(Stored dataset items)
· · ·

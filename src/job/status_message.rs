//! Status-message posting against transport orders

use super::pickup::parse_pickup_date;
use super::{required, BuildContext, DispatchJob, JobBuilder};
use crate::dispatch::{Endpoint, FormPayload};
use crate::error::RecordError;
use crate::mapping::format_event_sid;
use crate::source::Record;

pub const ENDPOINT: &str = "/MercuryGate/transport/addMessage_process.jsp";

pub const PRIMARY_FIELD: &str = "Shipping Order";
pub const EXTERNAL_ID_FIELD: &str = "SO Oid";
pub const DIRECT_ID_FIELD: &str = "transport_order_id";
pub const EVENT_FIELD: &str = "Event Oid";
pub const PICKUP_FIELD: &str = "Pickup Date";

const DEFAULT_PICKUP_TIME: &str = "12:00 PM";
const DEFAULT_REFERENCE_TYPE_SID: &str = "(100106,3250,0)";

#[derive(Debug, Clone, Default)]
pub struct StatusMessageBuilder;

impl JobBuilder for StatusMessageBuilder {
    fn build(&self, record: &Record, ctx: &BuildContext<'_>) -> Result<DispatchJob, RecordError> {
        let key = record.field(PRIMARY_FIELD).unwrap_or_default();
        let config = ctx.config;

        let transport_order =
            ctx.resolver
                .resolve_record(record, key, EXTERNAL_ID_FIELD, DIRECT_ID_FIELD)?;
        let event_oid = required(record, key, EVENT_FIELD)?;
        let event_suffix = config
            .require("EVENT_SUFFIX")
            .map_err(|e| RecordError::Internal(e.to_string()))?;
        let pickup_date = parse_pickup_date(record.field(PICKUP_FIELD).unwrap_or_default());

        let text = |name: &str| config.get(name).unwrap_or_default().to_string();

        let payload = FormPayload::new()
            .with("norefresh", "")
            .with("bRefresh", "false")
            .with("oidEnterprise", text("ENTERPRISE_OID"))
            .with("bShowReferences", "true")
            .with("sidTransportOrder", transport_order)
            .with("sidEvent", format_event_sid(event_oid, event_suffix))
            .with("requireApproval", "false")
            .with("changeRequestType", "")
            .with("changeRequestOwnerOid", "")
            .with("sEvent", "")
            .with("sOrigApptComment", "")
            .with("SCAC", text("SCAC"))
            .with("PRO", key)
            .with("sType", text("STATUS_MESSAGE"))
            .with("dateDate1", "")
            .with("dateTime1", "")
            .with("dateDate2", pickup_date)
            .with("dateTime2", config.get_or("PICKUP_TIME", DEFAULT_PICKUP_TIME))
            .with("sLateReasonCode", "")
            .with(
                "sidReferenceType1",
                config.get_or("REFERENCE_TYPE_SID", DEFAULT_REFERENCE_TYPE_SID),
            )
            .with("sReference1", "");

        Ok(DispatchJob {
            row: record.index(),
            key: key.to_string(),
            endpoint: Endpoint::new(ENDPOINT),
            payload,
        })
    }
}
//! Two-tier error model
//!
//! [`Error`] is the fatal tier: it unwinds the whole run and only ever comes
//! from configuration, input files or client construction. [`RecordError`] is
//! the record tier: it is raised while building or dispatching a single record
//! and is always converted into a failure [`Outcome`](crate::collector::Outcome)
//! at the point of origin.

use crate::source::RowIndex;
use thiserror::Error;

#[derive(Error, Debug)]
pub enum Error {
    #[error("Missing required config key: {key}")]
    MissingConfigKey { key: String },

    #[error("Configuration error: {0}")]
    Config(String),

    #[error("IO error: {0}")]
    Io(#[from] std::io::Error),

    #[error("CSV error: {0}")]
    Csv(#[from] csv::Error),

    #[error("HTTP client error: {0}")]
    Http(#[from] reqwest::Error),

    #[error("Other error: {0}")]
    Other(String),
}

impl Error {
    /// Whether the error stems from configuration and should abort with a usage exit code
    pub fn is_config(&self) -> bool {
        matches!(self, Error::MissingConfigKey { .. } | Error::Config(_))
    }
}

impl From<String> for Error {
    fn from(s: String) -> Self {
        Error::Other(s)
    }
}

pub type Result<T> = std::result::Result<T, Error>;

/// Failure scoped to one record; never aborts the batch
#[derive(Error, Debug, Clone, PartialEq, Eq)]
pub enum RecordError {
    #[error("Mapping not found for transport_id {external_id}")]
    MappingNotFound { external_id: String },

    #[error("Missing {field}")]
    Validation {
        key: String,
        row: RowIndex,
        field: String,
    },

    #[error("Invalid UTF-8 in {field}")]
    InvalidEncoding { field: String },

    #[error("{0}")]
    Network(String),

    #[error("{status}: {body}")]
    RemoteStatus { status: u16, body: String },

    #[error("{0}")]
    Internal(String),
}

impl RecordError {
    pub fn missing_field(key: impl Into<String>, row: RowIndex, field: impl Into<String>) -> Self {
        RecordError::Validation {
            key: key.into(),
            row,
            field: field.into(),
        }
    }
}
//! CLI command handlers
//!
//! - argument parsing structures ([`args`])
//! - routing to command implementations ([`router`])
//! - the `run` and `variants` commands ([`commands`])

pub mod args;
pub mod commands;
pub mod router;

pub use args::{Cli, Commands, RunArgs};
pub use router::execute_command as run;
//! Run configuration
//!
//! Configuration arrives as an opaque key/value table (see [`loader`]) and is
//! turned into a [`RunConfig`] exactly once by [`ConfigValidator`]. Nothing
//! downstream sees the raw table; the engine and the job builders only read
//! a validated, immutable `RunConfig`.

use std::collections::HashMap;

pub mod loader;
pub mod validator;

pub use validator::ConfigValidator;

/// Key naming the server prefix of the remote system host
pub const PRIMARY_SERVER: &str = "PRIMARY_SERVER";
/// Key holding the session credential sent as a cookie header
pub const AUTH_COOKIE: &str = "AUTH_COOKIE";
/// Optional host suffix appended to the primary server
pub const BASE_DOMAIN: &str = "BASE_DOMAIN";
/// Optional full base URL; takes precedence over server + domain
pub const BASE_URL: &str = "BASE_URL";

/// Prefix for environment variables that override configuration keys
pub const ENV_PREFIX: &str = "SHEETSYNC_";

const DEFAULT_BASE_DOMAIN: &str = "mercurygate.net";

/// Raw key/value configuration as loaded from disk and the environment
#[derive(Debug, Clone, Default, PartialEq, Eq)]
pub struct Settings {
    values: HashMap<String, String>,
}

impl Settings {
    pub fn new() -> Self {
        Self::default()
    }

    pub fn from_pairs<I, K, V>(pairs: I) -> Self
    where
        I: IntoIterator<Item = (K, V)>,
        K: Into<String>,
        V: Into<String>,
    {
        let mut settings = Self::new();
        for (key, value) in pairs {
            settings.insert(key, value);
        }
        settings
    }

    /// Insert a key/value pair, trimming both sides
    pub fn insert(&mut self, key: impl Into<String>, value: impl Into<String>) {
        let key = key.into();
        let value = value.into();
        self.values
            .insert(key.trim().to_string(), value.trim().to_string());
    }

    pub fn get(&self, key: &str) -> Option<&str> {
        self.values.get(key).map(String::as_str)
    }

    pub fn len(&self) -> usize {
        self.values.len()
    }

    pub fn is_empty(&self) -> bool {
        self.values.is_empty()
    }

    /// Apply `SHEETSYNC_<KEY>` overrides from the process environment
    pub fn merge_env(&mut self) {
        self.merge_env_from(std::env::vars());
    }

    /// Apply `SHEETSYNC_<KEY>` overrides from the given variables
    pub fn merge_env_from<I>(&mut self, vars: I)
    where
        I: IntoIterator<Item = (String, String)>,
    {
        for (name, value) in vars {
            if let Some(key) = name.strip_prefix(ENV_PREFIX) {
                if key.is_empty() || value.trim().is_empty() {
                    continue;
                }
                tracing::debug!("Config key {} overridden from environment", key);
                self.insert(key, value);
            }
        }
    }
}

/// Configuration that passed validation for a specific run variant
///
/// Every key in the variant's required list is guaranteed present and
/// non-blank. The struct is never mutated after construction.
#[derive(Debug, Clone)]
pub struct RunConfig {
    primary_server: String,
    auth_cookie: String,
    settings: Settings,
}

impl RunConfig {
    pub(crate) fn new(primary_server: String, auth_cookie: String, settings: Settings) -> Self {
        Self {
            primary_server,
            auth_cookie,
            settings,
        }
    }

    pub fn primary_server(&self) -> &str {
        &self.primary_server
    }

    pub fn auth_cookie(&self) -> &str {
        &self.auth_cookie
    }

    /// Optional value; blank values read as absent
    pub fn get(&self, key: &str) -> Option<&str> {
        self.settings.get(key).filter(|v| !v.is_empty())
    }

    /// Optional value with a fallback
    pub fn get_or<'a>(&'a self, key: &str, default: &'a str) -> &'a str {
        self.get(key).unwrap_or(default)
    }

    /// Value the caller expects to have been validated as required
    pub fn require(&self, key: &str) -> crate::Result<&str> {
        self.get(key).ok_or_else(|| crate::Error::MissingConfigKey {
            key: key.to_string(),
        })
    }

    /// Base URL every endpoint is resolved against
    pub fn base_url(&self) -> String {
        if let Some(url) = self.get(BASE_URL) {
            return url.trim_end_matches('/').to_string();
        }
        format!(
            "https://{}.{}",
            self.primary_server,
            self.get_or(BASE_DOMAIN, DEFAULT_BASE_DOMAIN)
        )
    }
}
//! Cost price-sheet updates

use super::{required, BuildContext, DispatchJob, JobBuilder};
use crate::collector::Outcome;
use crate::config::RunConfig;
use crate::dispatch::{Endpoint, FormPayload, TransportResponse};
use crate::error::RecordError;
use crate::source::Record;

pub const ENDPOINT: &str = "/MercuryGate/pricesheets/editPriceSheet_process.jsp";

pub const PRIMARY_FIELD: &str = "pri_ref";
pub const COST_FIELD: &str = "OTM_COST";
pub const PRICE_SHEET_FIELD: &str = "pricesheet_is";
pub const EXTERNAL_ID_FIELD: &str = "transport_id";
pub const DIRECT_ID_FIELD: &str = "transport_order_id";

/// Charge lines of a cost sheet: (type, description, EDI code, rate qualifier)
const CHARGE_LINES: &[(&str, &str, &str, &str)] = &[
    ("ITEM", "Total Line Haul", "", "FR"),
    ("DISCOUNT", "Discount", "DSC", "FR"),
    ("ACCESSORIAL_FUEL", "Fuel Surcharge", "FUE", "FR"),
    ("ACCESSORIAL", "", "LFA", "FR"),
    ("ACCESSORIAL", "", "LFA", "FR"),
    ("ACCESSORIAL", "", "LFA", "FR"),
    ("ACCESSORIAL_PERCENTAGE_TOTAL", "", "TAX:PST", "PCT"),
];

/// Deployment constants; each can be overridden by the config key in parentheses
#[derive(Debug, Clone, PartialEq, Eq)]
pub struct PriceSheetDefaults {
    /// Owning enterprise (`LIST_OWNER_OID`)
    pub list_owner_oid: String,
    /// Carrier sid (`CARRIER_SID`)
    pub carrier_sid: String,
    /// Carrier mode (`CARRIER_MODE`)
    pub carrier_mode: String,
    /// Carrier service (`CARRIER_SERVICE`)
    pub carrier_service: String,
    /// Currency (`CURRENCY_CODE`)
    pub currency_code: String,
}

impl Default for PriceSheetDefaults {
    fn default() -> Self {
        Self {
            list_owner_oid: "4554639789".to_string(),
            carrier_sid: "(4533774089,3840,0)".to_string(),
            carrier_mode: "TL".to_string(),
            carrier_service: "Standard".to_string(),
            currency_code: "EUR".to_string(),
        }
    }
}

impl PriceSheetDefaults {
    pub fn from_config(config: &RunConfig) -> Self {
        let base = Self::default();
        Self {
            list_owner_oid: config
                .get_or("LIST_OWNER_OID", &base.list_owner_oid)
                .to_string(),
            carrier_sid: config.get_or("CARRIER_SID", &base.carrier_sid).to_string(),
            carrier_mode: config.get_or("CARRIER_MODE", &base.carrier_mode).to_string(),
            carrier_service: config
                .get_or("CARRIER_SERVICE", &base.carrier_service)
                .to_string(),
            currency_code: config
                .get_or("CURRENCY_CODE", &base.currency_code)
                .to_string(),
        }
    }
}

#[derive(Debug, Clone, Default)]
pub struct PriceSheetBuilder;

impl JobBuilder for PriceSheetBuilder {
    fn build(&self, record: &Record, ctx: &BuildContext<'_>) -> Result<DispatchJob, RecordError> {
        let key = record.field(PRIMARY_FIELD).unwrap_or_default();
        let cost = required(record, key, COST_FIELD)?;
        let price_sheet_oid = required(record, key, PRICE_SHEET_FIELD)?;
        let transport_order =
            ctx.resolver
                .resolve_record(record, key, EXTERNAL_ID_FIELD, DIRECT_ID_FIELD)?;

        let defaults = PriceSheetDefaults::from_config(ctx.config);
        let mut payload = FormPayload::new()
            .with("sSheetType", "Cost")
            .with("listOwnerOids", defaults.list_owner_oid.as_str())
            .with(
                "sReturnURL",
                format!("/MercuryGate/transport/editTransportOrig.jsp?sidTransport={transport_order}"),
            )
            .with("sPostProcessURL", "")
            .with("oidPriceSheet", price_sheet_oid)
            .with("bGLWaiver", "false")
            .with("isVendor", "false")
            .with("sidCarrier", defaults.carrier_sid.as_str())
            .with("sCarrierMode", defaults.carrier_mode.as_str())
            .with("sCarrierService", defaults.carrier_service.as_str())
            .with("fCarrierServiceDays", "")
            .with("oidContract", "")
            .with("sCurrencyCode", defaults.currency_code.as_str())
            .with("oidCarrierLocation", "-1")
            .with("CostChargeModel", "NORMALIZED_MANUAL");

        for (i, (charge_type, desc, edi, rq)) in CHARGE_LINES.iter().enumerate() {
            let n = i + 1;
            let rate = if n == 1 { cost } else { "" };
            payload.set(format!("CostCharge{n}Type"), *charge_type);
            payload.set(format!("CostCharge{n}Desc"), *desc);
            payload.set(format!("CostCharge{n}EDICode"), *edi);
            payload.set(format!("CostCharge{n}Rate"), rate);
            payload.set(format!("CostCharge{n}RQ"), *rq);
        }
        payload.set("CostNumCharges", CHARGE_LINES.len().to_string());

        for field in [
            "sCommentsPS",
            "fDistance",
            "dateDate1",
            "dateTime1",
            "dateDate2",
            "dateTime2",
        ] {
            payload.set(field, "");
        }

        Ok(DispatchJob {
            row: record.index(),
            key: key.to_string(),
            endpoint: Endpoint::new(ENDPOINT),
            payload,
        })
    }

    fn describe_success(&self, job: &DispatchJob, _response: &TransportResponse) -> String {
        format!("SO {} OK", job.key)
    }

    fn describe_failure(&self, key: &str, err: RecordError) -> Outcome {
        Outcome::from(err).with_subject(format!("SO {key}"))
    }
}
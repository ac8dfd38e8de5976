//! Common utilities for exit-recovery
//!
//! This crate provides the pieces shared by the recovery tooling: error
//! handling, logging setup, and the USB identifier and device-mode types.

pub mod error;
pub mod logging;
pub mod usb_types;

pub use error::{Error, Result};
pub use logging::setup_logging;
pub use usb_types::{APPLE_VENDOR_ID, ControlRequest, DeviceMode, DeviceSummary, UsbError, UsbId};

· · ·

▸ Problem
When you have gone through the records above, say how many lines include the word "FormPayload", and write nothing besides that number.

▸ Exercise result
4